We recently hosted a webinar all about how CX leaders can go beyond the hype surrounding GenAI, sift out the misinformation, and start driving real business value with AI Assistants. During the session, our speakers shared specific steps CX leaders can take to get their knowledge ready for AI, eliminate harmful hallucinations, and solve the build vs. buy dilemma.

We were overwhelmed with the number of folks who tuned in to learn more and hear real-life challenges, best practices, and success stories from Quiq’s own AI Assistant experts and customers. At the end of the webinar, we received so many amazing audience questions that we ran out of time to answer them all!
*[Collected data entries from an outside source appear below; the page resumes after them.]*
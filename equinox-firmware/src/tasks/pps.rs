//! GPS pulse-per-second input
//!
//! Timestamps rising edges and reports the interval between consecutive
//! edges to the control task, which feeds the sidereal clock. The clock
//! itself rejects intervals outside its acceptance band.

use defmt::*;
use embassy_rp::gpio::Input;
use embassy_time::{with_timeout, Duration, Instant};

use crate::channels::{ControlEvent, CONTROL_EVENTS};

/// No edge for this long means the receiver lost its fix
const PPS_TIMEOUT: Duration = Duration::from_millis(2_500);

/// PPS task
#[embassy_executor::task]
pub async fn pps_task(mut pin: Input<'static>) {
    info!("PPS task started");

    let mut last_edge: Option<Instant> = None;

    loop {
        match with_timeout(PPS_TIMEOUT, pin.wait_for_rising_edge()).await {
            Ok(()) => {
                let now = Instant::now();
                if let Some(last) = last_edge {
                    let micros = (now - last).as_micros().min(u32::MAX as u64) as u32;
                    trace!("PPS interval {} us", micros);
                    if CONTROL_EVENTS.try_send(ControlEvent::PpsPulse(micros)).is_err() {
                        warn!("Control channel full, PPS sample dropped");
                    }
                } else {
                    info!("PPS signal acquired");
                }
                last_edge = Some(now);
            }
            Err(_) => {
                if last_edge.take().is_some() {
                    warn!("PPS signal lost");
                    // Losing the signal must reach the clock, so wait for room
                    CONTROL_EVENTS.send(ControlEvent::PpsLost).await;
                }
            }
        }
    }
}
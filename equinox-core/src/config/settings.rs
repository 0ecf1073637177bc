//! Persisted runtime settings
//!
//! Values the operator changes at runtime (site, sync offsets, clock
//! calibration, park position, policies) and the recorded PEC table.
//! Both records carry a magic, a version and a CRC32 so stale or corrupt
//! flash contents fall back to compiled defaults.

#[cfg(feature = "serde")]
use serde::{Deserialize, Serialize};

use heapless::Vec;

use super::types::{MountConfig, SiteConfig, MAX_PEC_SLOTS};
use crate::motion::RateCompensationMode;
use crate::state::{MeridianFlipPolicy, PierSide, PreferredPierSide};

/// Magic number to identify valid settings ("EQNX")
pub const SETTINGS_MAGIC: u32 = 0x4551_4E58;

/// Current settings version
pub const SETTINGS_VERSION: u8 = 1;

/// Magic number to identify a valid PEC table ("PECT")
pub const PEC_MAGIC: u32 = 0x5045_4354;

/// Current PEC table version
pub const PEC_VERSION: u8 = 1;

/// Saved park position
#[derive(Debug, Clone, Copy, PartialEq)]
#[cfg_attr(feature = "defmt", derive(defmt::Format))]
#[cfg_attr(feature = "serde", derive(Serialize, Deserialize))]
pub struct ParkPosition {
    /// Axis angles in degrees
    pub axis_deg: [f64; 2],
    pub pier_side: PierSide,
}

/// Runtime settings stored in flash
#[derive(Debug, Clone, PartialEq)]
#[cfg_attr(feature = "defmt", derive(defmt::Format))]
#[cfg_attr(feature = "serde", derive(Serialize, Deserialize))]
pub struct MountSettings {
    /// Magic number for validation
    pub magic: u32,
    /// Data format version
    pub version: u8,
    pub site: SiteConfig,
    /// Axis angle (degrees) at step position zero, moved by syncs
    pub index_deg: [f64; 2],
    /// Sidereal interval offset from nominal, in hardware ticks
    pub sidereal_interval_delta: i32,
    pub park: Option<ParkPosition>,
    /// The mount was parked when the settings were saved
    pub parked: bool,
    pub meridian_flip: MeridianFlipPolicy,
    pub preferred_pier_side: PreferredPierSide,
    pub rate_compensation: RateCompensationMode,
    pub pause_at_home: bool,
    pub auto_meridian_flip: bool,
    /// CRC32 checksum (calculated over magic..auto_meridian_flip)
    pub crc: u32,
}

impl MountSettings {
    /// Compiled defaults taken from the static configuration
    pub fn from_config(config: &MountConfig) -> Self {
        let mut settings = Self {
            magic: SETTINGS_MAGIC,
            version: SETTINGS_VERSION,
            site: config.site,
            index_deg: config.home_deg,
            sidereal_interval_delta: 0,
            park: None,
            parked: false,
            meridian_flip: config.meridian_flip,
            preferred_pier_side: config.preferred_pier_side,
            rate_compensation: config.rate_compensation,
            pause_at_home: config.pause_at_home,
            auto_meridian_flip: config.auto_meridian_flip,
            crc: 0,
        };
        settings.update_crc();
        settings
    }

    /// Check if the data is valid (magic and version match)
    pub fn is_valid(&self) -> bool {
        self.magic == SETTINGS_MAGIC && self.version == SETTINGS_VERSION
    }

    /// Calculate CRC32 for the data (excluding the crc field itself)
    pub fn calculate_crc(&self) -> u32 {
        let mut crc: u32 = 0xFFFFFFFF;

        crc = crc32_update(crc, &self.magic.to_le_bytes());
        crc = crc32_update(crc, &[self.version]);
        crc = crc32_update(crc, &self.site.latitude_deg.to_le_bytes());
        crc = crc32_update(crc, &self.site.longitude_deg.to_le_bytes());
        for index in &self.index_deg {
            crc = crc32_update(crc, &index.to_le_bytes());
        }
        crc = crc32_update(crc, &self.sidereal_interval_delta.to_le_bytes());
        match &self.park {
            Some(park) => {
                crc = crc32_update(crc, &[1]);
                for deg in &park.axis_deg {
                    crc = crc32_update(crc, &deg.to_le_bytes());
                }
                crc = crc32_update(crc, &[park.pier_side as u8]);
            }
            None => crc = crc32_update(crc, &[0]),
        }
        crc = crc32_update(
            crc,
            &[
                self.parked as u8,
                self.meridian_flip as u8,
                self.preferred_pier_side as u8,
                self.rate_compensation as u8,
                self.pause_at_home as u8,
                self.auto_meridian_flip as u8,
            ],
        );

        !crc
    }

    /// Update the CRC field
    pub fn update_crc(&mut self) {
        self.crc = self.calculate_crc();
    }

    /// Verify the CRC is correct
    pub fn verify_crc(&self) -> bool {
        self.crc == self.calculate_crc()
    }
}

/// Recorded PEC table stored in flash
#[derive(Debug, Clone, PartialEq)]
#[cfg_attr(feature = "defmt", derive(defmt::Format))]
#[cfg_attr(feature = "serde", derive(Serialize, Deserialize))]
pub struct PecRecord {
    pub magic: u32,
    pub version: u8,
    /// Correction per slot in steps
    pub slots: Vec<i8, MAX_PEC_SLOTS>,
    pub crc: u32,
}

impl Default for PecRecord {
    fn default() -> Self {
        Self::new()
    }
}

impl PecRecord {
    /// Create an empty record
    pub const fn new() -> Self {
        Self {
            magic: PEC_MAGIC,
            version: PEC_VERSION,
            slots: Vec::new(),
            crc: 0,
        }
    }

    /// Build a record from table contents, truncating to the slot limit
    pub fn from_slots(values: &[i8]) -> Self {
        let mut record = Self::new();
        let len = values.len().min(MAX_PEC_SLOTS);
        // Cannot fail: len is bounded by capacity
        let _ = record.slots.extend_from_slice(&values[..len]);
        record.update_crc();
        record
    }

    pub fn is_valid(&self) -> bool {
        self.magic == PEC_MAGIC && self.version == PEC_VERSION
    }

    pub fn calculate_crc(&self) -> u32 {
        let mut crc: u32 = 0xFFFFFFFF;
        crc = crc32_update(crc, &self.magic.to_le_bytes());
        crc = crc32_update(crc, &[self.version]);
        crc = crc32_update(crc, &(self.slots.len() as u16).to_le_bytes());
        for value in &self.slots {
            crc = crc32_update(crc, &[*value as u8]);
        }
        !crc
    }

    pub fn update_crc(&mut self) {
        self.crc = self.calculate_crc();
    }

    pub fn verify_crc(&self) -> bool {
        self.crc == self.calculate_crc()
    }
}

/// Simple CRC32 update function (IEEE 802.3 polynomial)
fn crc32_update(crc: u32, data: &[u8]) -> u32 {
    const POLY: u32 = 0xEDB88320;
    let mut crc = crc;

    for &byte in data {
        crc ^= byte as u32;
        for _ in 0..8 {
            if crc & 1 != 0 {
                crc = (crc >> 1) ^ POLY;
            } else {
                crc >>= 1;
            }
        }
    }

    crc
}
So, we asked speaker and Quiq Product Manager Max Fortis, to respond to a few of our favorites. Check out his answers in the clips below, and be sure to watch the full 35-minute webinar on-demand.

Ensuring Assistant Access to Personal and Account Information

 

 

Using a Knowledge Base Written for Internal Agents

 

 

Teaching a Voice Assistant vs. a Chat Assistant

 

 

Monitoring and Improving Assistant Performance Over Time

 

 

Watch the Full Webinar to Dive Deeper

Whether you were unable to tune in live or want to watch the rerun, this webinar is available on-demand. Give it a listen to hear Max and his Quiq colleagues offer more answers and advice around how to assess and fill critical knowledge gaps, avoid common yet lesser-known hallucination types, and partner with technical teams to get the AI tools you need.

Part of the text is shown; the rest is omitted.